Mesmo assim, seria preciso "multiplicar talvez por dez o montante que o tesouro nacional nos confere por votação da lei orçamentária", pondera Carlos Ganem. Em 2008, foi empenhada uma rubrica de R$ 213 milhões para diversas ações do Programa Nacional de Atividades Espaciais. Uma verdadeira esmola considerando os quase US$ 20 bilhões de que dispõe a Nasa, a famosa agência espacial norte-americana. Para 2009, o orçamento da AEB sofreu um corte de 22,5%. Com mais dinheiro, até mesmo a trágica explosão do VLS, que matou 21 pessoas em 2003, poderia ter sido evitada.

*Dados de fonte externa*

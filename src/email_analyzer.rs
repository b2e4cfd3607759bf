use crate::config::AnalyzerConfig;
use crate::engine::{AnalysisInput, AnalysisResult, RuleEngine};
use crate::error::AnalysisError;

/// Email pipeline: validate, lower-case the body, then run the per-term rule
/// corpus over the full text.
pub struct EmailAnalyzer {
    engine: RuleEngine,
}

impl Default for EmailAnalyzer {
    fn default() -> Self {
        Self::new()
    }
}

impl EmailAnalyzer {
    pub fn new() -> Self {
        Self::with_config(AnalyzerConfig::email_defaults())
    }

    pub fn with_config(config: AnalyzerConfig) -> Self {
        EmailAnalyzer {
            engine: RuleEngine::new(config),
        }
    }

    pub fn analyze(&self, raw: &str) -> Result<AnalysisResult, AnalysisError> {
        let raw = raw.trim();
        if raw.is_empty() {
            return Err(AnalysisError::InvalidInput);
        }

        log::debug!("analyzing email body ({} bytes)", raw.len());

        let input = AnalysisInput {
            subject: raw.to_string(),
            text: raw.to_lowercase(),
            host: None,
            scheme: None,
        };
        Ok(self.engine.analyze(&input))
    }
}
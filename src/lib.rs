pub mod config;
pub mod email_analyzer;
pub mod engine;
pub mod error;
pub mod url_analyzer;

pub use config::{AnalyzerConfig, EngineConfig};
pub use email_analyzer::EmailAnalyzer;
pub use engine::{AnalysisResult, IndicatorGroup, RiskLevel, RuleEngine};
pub use error::AnalysisError;
pub use url_analyzer::UrlAnalyzer;

/// Analyze a URL with the built-in rule corpus.
pub fn analyze_url(url: &str) -> Result<AnalysisResult, AnalysisError> {
    UrlAnalyzer::new().analyze(url)
}

/// Analyze email body text with the built-in rule corpus.
pub fn analyze_email(content: &str) -> Result<AnalysisResult, AnalysisError> {
    EmailAnalyzer::new().analyze(content)
}
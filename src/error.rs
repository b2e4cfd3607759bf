use thiserror::Error;

/// Terminal validation failures for an analysis request. Neither variant is
/// retried internally: both are deterministic functions of the input.
#[derive(Debug, Clone, PartialEq, Eq, Error)]
pub enum AnalysisError {
    #[error("submitted input is empty or whitespace-only")]
    InvalidInput,

    #[error("URL could not be parsed: {0}")]
    UnparseableUrl(String),
}
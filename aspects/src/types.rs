//! Core value types
//!
//! - [`AspectValue`]: one measured aspect (number, array, or the "not found" sentinel)
//! - [`AspectOutput`]: return types an aspect compute function may declare
//! - [`ResultRow`]: one file's row in a batch result table

use serde::{Serialize, Serializer};
use std::fmt;

/// Sentinel text reported for aspects absent from the registry
pub const NOT_FOUND: &str = "not found";

/// Value of one analyzed aspect
#[derive(Debug, Clone, PartialEq)]
pub enum AspectValue {
    /// Scalar measurement
    Number(f64),
    /// Array measurement, flattened channel-major
    Array(Vec<f64>),
    /// Requested aspect is not registered (or its metric was not reported)
    NotFound,
}

impl AspectValue {
    /// Scalar value, if this is a number
    pub fn as_number(&self) -> Option<f64> {
        match self {
            AspectValue::Number(value) => Some(*value),
            _ => None,
        }
    }

    /// Array values, if this is an array
    pub fn as_array(&self) -> Option<&[f64]> {
        match self {
            AspectValue::Array(values) => Some(values),
            _ => None,
        }
    }

    pub fn is_not_found(&self) -> bool {
        matches!(self, AspectValue::NotFound)
    }
}

impl fmt::Display for AspectValue {
    fn fmt(&self, f: &mut fmt::Formatter<'_>) -> fmt::Result {
        match self {
            AspectValue::Number(value) => write!(f, "{}", value),
            AspectValue::Array(values) => {
                let json = serde_json::to_string(values).map_err(|_| fmt::Error)?;
                f.write_str(&json)
            }
            AspectValue::NotFound => f.write_str(NOT_FOUND),
        }
    }
}

impl Serialize for AspectValue {
    fn serialize<S: Serializer>(&self, serializer: S) -> Result<S::Ok, S::Error> {
        match self {
            AspectValue::Number(value) => serializer.serialize_f64(*value),
            AspectValue::Array(values) => values.serialize(serializer),
            AspectValue::NotFound => serializer.serialize_str(NOT_FOUND),
        }
    }
}

/// Return type of an aspect compute function
///
/// `ARRAY_LIKE` plays the role of a declared array return type: registering a
/// function whose output is array-like also registers a `"<name> mean"` aspect.
pub trait AspectOutput: Send + 'static {
    /// Whether the output is array-like
    const ARRAY_LIKE: bool = false;

    fn into_value(self) -> AspectValue;

    /// Arithmetic mean over all elements (NaN for an empty array)
    fn mean(&self) -> f64 {
        f64::NAN
    }
}

impl AspectOutput for f64 {
    fn into_value(self) -> AspectValue {
        AspectValue::Number(self)
    }
}

impl AspectOutput for bool {
    fn into_value(self) -> AspectValue {
        AspectValue::Number(if self { 1.0 } else { 0.0 })
    }
}

impl AspectOutput for Option<f64> {
    fn into_value(self) -> AspectValue {
        self.map_or(AspectValue::NotFound, AspectValue::Number)
    }
}

impl AspectOutput for Vec<f64> {
    const ARRAY_LIKE: bool = true;

    fn into_value(self) -> AspectValue {
        AspectValue::Array(self)
    }

    fn mean(&self) -> f64 {
        if self.is_empty() {
            return f64::NAN;
        }
        self.iter().sum::<f64>() / self.len() as f64
    }
}

impl AspectOutput for AspectValue {
    fn into_value(self) -> AspectValue {
        self
    }
}

/// One row of a batch result table: the file followed by its aspect values
#[derive(Debug, Clone, PartialEq, Serialize)]
pub struct ResultRow {
    /// File path rendered with forward slashes
    pub file: String,
    /// Values in request order
    pub values: Vec<AspectValue>,
}

impl ResultRow {
    pub fn new(file: impl Into<String>, values: Vec<AspectValue>) -> Self {
        Self {
            file: file.into(),
            values,
        }
    }

    /// Table cells: file name first, then each value
    pub fn cells(&self) -> Vec<String> {
        std::iter::once(self.file.clone())
            .chain(self.values.iter().map(|v| v.to_string()))
            .collect()
    }
}

#[cfg(test)]
mod tests {
    use super::*;

    #[test]
    fn test_not_found_display() {
        assert_eq!(AspectValue::NotFound.to_string(), "not found");
    }

    #[test]
    fn test_array_display_is_json_list() {
        let value = AspectValue::Array(vec![1.0, 2.5]);
        assert_eq!(value.to_string(), "[1.0,2.5]");
    }

    #[test]
    fn test_vec_mean() {
        assert_eq!(vec![1.0, 2.0, 3.0, 6.0].mean(), 3.0);
        assert!(Vec::<f64>::new().mean().is_nan());
    }

    #[test]
    fn test_option_output_maps_none_to_sentinel() {
        assert_eq!(None::<f64>.into_value(), AspectValue::NotFound);
        assert_eq!(Some(4.0).into_value(), AspectValue::Number(4.0));
    }

    #[test]
    fn test_result_row_cells() {
        let row = ResultRow::new("a/b.wav", vec![AspectValue::Number(1.5), AspectValue::NotFound]);
        assert_eq!(row.cells(), vec!["a/b.wav", "1.5", "not found"]);
    }

    #[test]
    fn test_serialize_sentinel() {
        let json = serde_json::to_string(&vec![AspectValue::Number(1.0), AspectValue::NotFound]).unwrap();
        assert_eq!(json, "[1.0,\"not found\"]");
    }
}
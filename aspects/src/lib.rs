//! Audio aspect analysis
//!
//! Measures named "aspects" of audio files: scalar or array measurements
//! such as peak level, loudness, spectral centroid or tempo.
//!
//! - [`registry`]: aspect name to compute function, with derived `"<name> mean"` aspects
//! - [`context`]: per-file intermediate values, bound to each aspect by declared key
//! - [`probe`]: bounded cache in front of the external multi-metric probe
//! - [`analyzer`]: evaluates requested aspects for one file
//! - [`batch`]: runs the analyzer over many files on a bounded worker pool
//! - [`catalog`]: built-in aspects

pub mod analyzer;
pub mod audio;
pub mod batch;
pub mod catalog;
pub mod config;
pub mod context;
pub mod dsp;
pub mod error;
pub mod probe;
pub mod registry;
pub mod table;
pub mod types;

pub use analyzer::Analyzer;
pub use batch::{analyze_batch, analyze_batch_isolated, ConcurrencyPolicy, FileOutcome};
pub use config::AspectsConfig;
pub use context::{AnalysisContext, Bindings, ContextKey, ContextSettings};
pub use error::{AnalysisError, Result};
pub use probe::{ProbeCache, ProbeMetrics, Prober};
pub use registry::{AspectDescriptor, Registry};
pub use types::{AspectOutput, AspectValue, ResultRow, NOT_FOUND};
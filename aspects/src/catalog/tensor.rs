//! Aspects computed from the contiguous audio tensor

use crate::context::{Bindings, ContextKey};
use crate::dsp::reverb;
use crate::error::Result;
use crate::registry::Registry;

pub fn register(registry: &mut Registry) {
    registry.register(
        "SRMR",
        &[ContextKey::AudioTensor, ContextKey::SampleRate, ContextKey::CpuOnly],
        srmr,
    );
}

/// Per-channel modulation energy ratio; fast mode without acceleration
fn srmr(b: &Bindings<'_>) -> Result<Vec<f64>> {
    Ok(reverb::modulation_energy_ratio(
        b.tensor()?,
        b.sample_rate()?,
        b.cpu_only()?,
    ))
}
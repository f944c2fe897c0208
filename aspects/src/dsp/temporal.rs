//! Frame-wise time-domain features

/// Level reported for frames with no energy
pub const SILENCE_FLOOR_DB: f64 = -120.0;

/// Centered frames of `frame_length` samples advancing by `hop_length`
///
/// The signal is padded by half a frame on both sides, repeating the edge
/// sample when `edge` is set and with zeros otherwise.
fn centered_frames(
    signal: &[f32],
    frame_length: usize,
    hop_length: usize,
    edge: bool,
) -> Vec<Vec<f32>> {
    let pad = frame_length / 2;
    let (first, last) = match (signal.first(), signal.last()) {
        (Some(&f), Some(&l)) if edge => (f, l),
        _ => (0.0, 0.0),
    };

    let mut padded = Vec::with_capacity(signal.len() + 2 * pad);
    padded.resize(pad, first);
    padded.extend_from_slice(signal);
    padded.resize(padded.len() + pad, last);

    if padded.len() < frame_length {
        return Vec::new();
    }
    let count = 1 + (padded.len() - frame_length) / hop_length;
    (0..count)
        .map(|t| padded[t * hop_length..t * hop_length + frame_length].to_vec())
        .collect()
}

/// Frame RMS level in dB
pub fn frame_rms_db(signal: &[f32], frame_length: usize, hop_length: usize) -> Vec<f64> {
    centered_frames(signal, frame_length, hop_length, false)
        .iter()
        .map(|frame| {
            let mean_square =
                frame.iter().map(|&s| s as f64 * s as f64).sum::<f64>() / frame.len() as f64;
            let rms = mean_square.sqrt();
            if rms > 0.0 {
                20.0 * rms.log10()
            } else {
                SILENCE_FLOOR_DB
            }
        })
        .collect()
}

/// Fraction of sign changes within each frame (zero counts as positive)
pub fn zero_crossing_rate(signal: &[f32], frame_length: usize, hop_length: usize) -> Vec<f64> {
    centered_frames(signal, frame_length, hop_length, true)
        .iter()
        .map(|frame| {
            let crossings = frame
                .windows(2)
                .filter(|pair| (pair[0] >= 0.0) != (pair[1] >= 0.0))
                .count();
            crossings as f64 / frame.len() as f64
        })
        .collect()
}

#[cfg(test)]
mod tests {
    use super::*;

    #[test]
    fn test_rms_of_constant_signal() {
        let signal = vec![0.5f32; 8192];
        let rms = frame_rms_db(&signal, 2048, 512);
        // Interior frames are full of 0.5
        assert!((rms[8] - 20.0 * 0.5f64.log10()).abs() < 1e-9);
    }

    #[test]
    fn test_rms_of_silence_hits_floor() {
        let rms = frame_rms_db(&[0.0; 4096], 2048, 512);
        assert!(rms.iter().all(|&v| v == SILENCE_FLOOR_DB));
    }

    #[test]
    fn test_frame_count_matches_centered_layout() {
        let rms = frame_rms_db(&[0.1; 22050], 2048, 512);
        assert_eq!(rms.len(), 44);
    }

    #[test]
    fn test_zcr_of_alternating_signal() {
        let signal: Vec<f32> = (0..4096).map(|i| if i % 2 == 0 { 1.0 } else { -1.0 }).collect();
        let zcr = zero_crossing_rate(&signal, 2048, 512);
        // 2047 sign changes in 2048 samples
        assert!((zcr[4] - 2047.0 / 2048.0).abs() < 1e-9);
    }

    #[test]
    fn test_zcr_of_dc_is_zero() {
        let zcr = zero_crossing_rate(&[0.3; 4096], 2048, 512);
        assert!(zcr.iter().all(|&v| v == 0.0));
    }
}
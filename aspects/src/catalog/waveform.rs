//! Aspects computed from the decoded waveform and the onset tempogram

use super::flatten;
use crate::context::{Bindings, ContextKey};
use crate::dsp::temporal;
use crate::error::Result;
use crate::registry::Registry;

/// Analysis frame length in samples
const FRAME_LENGTH: usize = 2048;
/// Frame advance in samples
const HOP_LENGTH: usize = 512;

pub fn register(registry: &mut Registry) {
    registry.register("RMS", &[ContextKey::Waveform], rms);
    registry.register("Zero-crossing rate", &[ContextKey::Waveform], zero_crossing_rate);
    registry.register("Tempogram", &[ContextKey::Tempogram], tempogram);
    registry.register("Tempo", &[ContextKey::Tempogram], tempo);
}

/// Frame RMS in dB, channel-major
fn rms(b: &Bindings<'_>) -> Result<Vec<f64>> {
    let waveform = b.waveform()?;
    Ok(flatten(waveform.channels.iter().map(|channel| {
        temporal::frame_rms_db(channel, FRAME_LENGTH, HOP_LENGTH)
    })))
}

/// Frame-wise zero-crossing rate, channel-major
///
/// Unlike "Zero-crossings rate" this is computed in-process per frame.
fn zero_crossing_rate(b: &Bindings<'_>) -> Result<Vec<f64>> {
    let waveform = b.waveform()?;
    Ok(flatten(waveform.channels.iter().map(|channel| {
        temporal::zero_crossing_rate(channel, FRAME_LENGTH, HOP_LENGTH)
    })))
}

fn tempogram(b: &Bindings<'_>) -> Result<Vec<f64>> {
    Ok(b.tempogram()?.flatten())
}

/// Per-channel tempo in BPM
fn tempo(b: &Bindings<'_>) -> Result<Vec<f64>> {
    Ok(b.tempogram()?.estimate_tempo())
}

#[cfg(test)]
mod tests {
    use super::*;
    use crate::audio::Waveform;
    use crate::context::{AnalysisContext, ContextSettings};
    use crate::types::AspectValue;
    use std::path::Path;

    fn context() -> AnalysisContext {
        let sample_rate = 8000u32;
        let tone: Vec<f32> = (0..sample_rate * 2)
            .map(|i| {
                let t = i as f64 / sample_rate as f64;
                (0.5 * (2.0 * std::f64::consts::PI * 440.0 * t).sin()) as f32
            })
            .collect();
        AnalysisContext::from_waveform(
            Path::new("/virtual/tone.wav"),
            Waveform::new(vec![tone.clone(), tone]),
            sample_rate,
            &ContextSettings::default(),
            None,
        )
    }

    fn evaluate(registry: &Registry, ctx: &AnalysisContext, name: &str) -> AspectValue {
        let descriptor = registry.resolve(name).unwrap();
        let bindings = ctx.bind(name, descriptor.requires()).unwrap();
        descriptor.compute(&bindings).unwrap()
    }

    #[test]
    fn test_registers_arrays_with_means() {
        let mut registry = Registry::new();
        register(&mut registry);
        assert_eq!(
            registry.names(),
            vec![
                "RMS",
                "RMS mean",
                "Tempo",
                "Tempo mean",
                "Tempogram",
                "Tempogram mean",
                "Zero-crossing rate",
                "Zero-crossing rate mean",
            ]
        );
    }

    #[test]
    fn test_rms_covers_both_channels() {
        let mut registry = Registry::new();
        register(&mut registry);
        let ctx = context();

        let rms = evaluate(&registry, &ctx, "RMS");
        let values = rms.as_array().unwrap();
        // 16000 samples, centered frames: 1 + 16000 / 512 = 32 per channel
        assert_eq!(values.len(), 64);

        // Interior frames of a 0.5 sine sit near -9 dB
        let mean = evaluate(&registry, &ctx, "RMS mean").as_number().unwrap();
        assert!(mean < -8.0 && mean > -11.0, "mean {}", mean);
    }

    #[test]
    fn test_tempo_per_channel() {
        let mut registry = Registry::new();
        register(&mut registry);
        let ctx = context();

        let tempo = evaluate(&registry, &ctx, "Tempo");
        assert_eq!(tempo.as_array().unwrap().len(), 2);
    }
}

De acordo com o relatório da comissão que investigou as causas do acidente, por uma questão de economia a construção do foguete deixou de usar cabos blindados que poderiam ter impedido o acionamento antecipado dos detonadores. "Já houve três tentativas sem sucesso de lançamento do foguete brasileiro, e nenhum quilombola atirou uma pedra sequer no VLS", provoca o deputado Domingos Dutra.
Não há dúvidas de que o governo precisa encarar o programa espacial como prioridade. Mas é preciso colocar a mão no bolso para investir no CLA e, principalmente, em Alcântara. Talvez assim se conquistasse a confiança da população, tão acostumada a discursos desenvolvimentistas que nunca saíram do papel.